9/3(日) 西日本新聞
「痛い出費」250キロの不発弾処理 住民1400人に避難勧告 急きょ3000万円予算確保 長崎県大村市
安全対策で不発弾の周囲に設置された防護壁や土のう。奥に写る市立大村市民病院は撤去作業に伴い入院患者の避難を迫られる
不発の250キロ爆弾が見つかった大村市で3日、住民約1400人に避難勧告を出す処理作業が計画されている。不発弾には信管が残り爆発の可能性はゼロではない。8月3日の発見後、市は現場を防護壁や土のうで覆う安全対策に万全を期し、24時間体制の警備も迫られ、急きょ3千万円の予算を確保。「住民の安全第一の必要経費」(市担当者)とはいえ、特別交付税での穴埋め分を除き2分の1は市の“持ち出し”となる見込み。市は「痛い出費」に頭を抱えつつ自衛隊による無事な撤去を待つ。

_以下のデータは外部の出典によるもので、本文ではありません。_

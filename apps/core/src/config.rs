use crate::error::AppError;
use crate::names::NameRefresh;
use chrono::NaiveDate;
use serde::{Deserialize, Serialize};
use std::env;
use std::str::FromStr;
use std::time::Duration;
use url::Url;
use validator::Validate;

/// Output format of the tracing subscriber.
#[derive(Debug, Clone, Copy, PartialEq, Eq, Serialize, Deserialize)]
#[serde(rename_all = "lowercase")]
pub enum LogFormat {
    Pretty,
    Json,
}

impl FromStr for LogFormat {
    type Err = AppError;

    fn from_str(s: &str) -> Result<Self, Self::Err> {
        match s.trim().to_ascii_lowercase().as_str() {
            "" | "pretty" | "text" => Ok(LogFormat::Pretty),
            "json" | "bunyan" => Ok(LogFormat::Json),
            other => Err(AppError::Config(format!("Unknown LOG_FORMAT: {}", other))),
        }
    }
}

/// Service configuration, read from the environment.
#[derive(Debug, Clone, Serialize, Deserialize, Validate)]
pub struct AppConfig {
    #[validate(length(min = 1))]
    pub database_url: String,
    #[validate(range(min = 1, max = 64))]
    pub database_max_connections: u32,
    #[validate(url)]
    pub llm_server_url: String,
    pub llama_auth_token: Option<String>,
    #[validate(range(min = 1, max = 600))]
    pub llm_timeout_secs: u64,
    pub rag_corpus_path: Option<String>,
    #[validate(range(min = 1, max = 20))]
    pub rag_top_k: usize,
    #[validate(range(min = 0, max = 100))]
    pub history_window: usize,
    pub name_refresh: NameRefresh,
    #[validate(length(min = 1))]
    pub bind_addr: String,
    pub log_format: LogFormat,
    /// Anchor for relative windows; today when unset.
    pub reference_date: Option<NaiveDate>,
}

impl Default for AppConfig {
    fn default() -> Self {
        Self {
            database_url: "sqlite://data/vitalchat.sqlite".to_string(),
            database_max_connections: 5,
            llm_server_url: "http://localhost:8080".to_string(),
            llama_auth_token: None,
            llm_timeout_secs: 60,
            rag_corpus_path: None,
            rag_top_k: 3,
            history_window: 6,
            name_refresh: NameRefresh::Startup,
            bind_addr: "0.0.0.0:8000".to_string(),
            log_format: LogFormat::Pretty,
            reference_date: None,
        }
    }
}

fn env_string(key: &str) -> Option<String> {
    env::var(key)
        .ok()
        .map(|v| v.trim().to_string())
        .filter(|v| !v.is_empty())
}

fn env_parse<T: FromStr>(key: &str, default: T) -> Result<T, AppError> {
    match env_string(key) {
        Some(raw) => raw
            .parse::<T>()
            .map_err(|_| AppError::Config(format!("Invalid value for {}: {}", key, raw))),
        None => Ok(default),
    }
}

impl AppConfig {
    /// Reads `.env` (if present) and the process environment, then validates.
    pub fn from_env() -> Result<Self, AppError> {
        dotenv::dotenv().ok();
        Self::from_process_env()
    }

    /// Like [`AppConfig::from_env`] without touching `.env`.
    pub fn from_process_env() -> Result<Self, AppError> {
        let defaults = Self::default();

        let config = Self {
            database_url: env_string("DATABASE_URL").unwrap_or(defaults.database_url),
            database_max_connections: env_parse(
                "DATABASE_MAX_CONNECTIONS",
                defaults.database_max_connections,
            )?,
            llm_server_url: env_string("LLM_SERVER_URL").unwrap_or(defaults.llm_server_url),
            llama_auth_token: env_string("LLAMA_AUTH_TOKEN"),
            llm_timeout_secs: env_parse("LLM_TIMEOUT_SECS", defaults.llm_timeout_secs)?,
            rag_corpus_path: env_string("RAG_CORPUS_PATH"),
            rag_top_k: env_parse("RAG_TOP_K", defaults.rag_top_k)?,
            history_window: env_parse("HISTORY_WINDOW", defaults.history_window)?,
            name_refresh: env_string("NAME_REFRESH")
                .map(|raw| raw.parse())
                .transpose()?
                .unwrap_or(defaults.name_refresh),
            bind_addr: env_string("BIND_ADDR").unwrap_or(defaults.bind_addr),
            log_format: env_string("LOG_FORMAT")
                .map(|raw| raw.parse())
                .transpose()?
                .unwrap_or(defaults.log_format),
            reference_date: env_string("REFERENCE_DATE")
                .map(|raw| NaiveDate::parse_from_str(&raw, "%Y-%m-%d"))
                .transpose()?,
        };

        config.validate()?;
        config.llm_url()?;
        Ok(config)
    }

    pub fn llm_url(&self) -> Result<Url, AppError> {
        Ok(Url::parse(&self.llm_server_url)?)
    }

    pub fn llm_timeout(&self) -> Duration {
        Duration::from_secs(self.llm_timeout_secs)
    }
}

不発弾が見つかった松並2丁目の宅地造成地は、不発弾を重さ1トンの土のう約千個で囲む物々しさ。付近には戦時中、軍用機の部品工場があり、不発弾は米軍が投下したとみられる。
住民避難を伴う不発弾処理は21年ぶり
市によると衝撃を与えなければ爆発しないが、国の不発弾に関する試算を参考に避難区域をおおむね半径283メートルと設定。約600世帯とスーパーなどを含む約35事業所が区域内にあり、近くを通る国道34号は通行止めに。このうち市立大村市民病院は外泊可能な入院患者を一時帰宅させ、避難が難しい患者は、院内の現場から遠い場所に移す。
3日は午前8時半に避難勧告が発令され、同10時に不発弾処理に着手する予定。作業時間は2~8時間を想定している。
今回、市が確保した予算の内訳は、防護壁や土のうの設置・撤去に2500万円、警備員人件費300万円、避難の広報経費など200万円。総務省によると「戦後処理は国が担い、住民の安全確保の責務は自治体にある」との考えから、不発弾発見が多い沖縄を除き、原則、自治体が処理経費の半額を負担する仕組みになっているという。
大村市内で住民避難を伴う不発弾処理は21年ぶり。暮らしを制限、重い財政負担も強いる処理作業を巡っては「米国が金を出すべきだ」と市議が憤りの声を市にぶつける場面もあった。
終戦から72年。近年、国内での不発弾処理は年間約1500件。県警によると県内の発見数は昨年が26発、今年は7月末までに13発だという。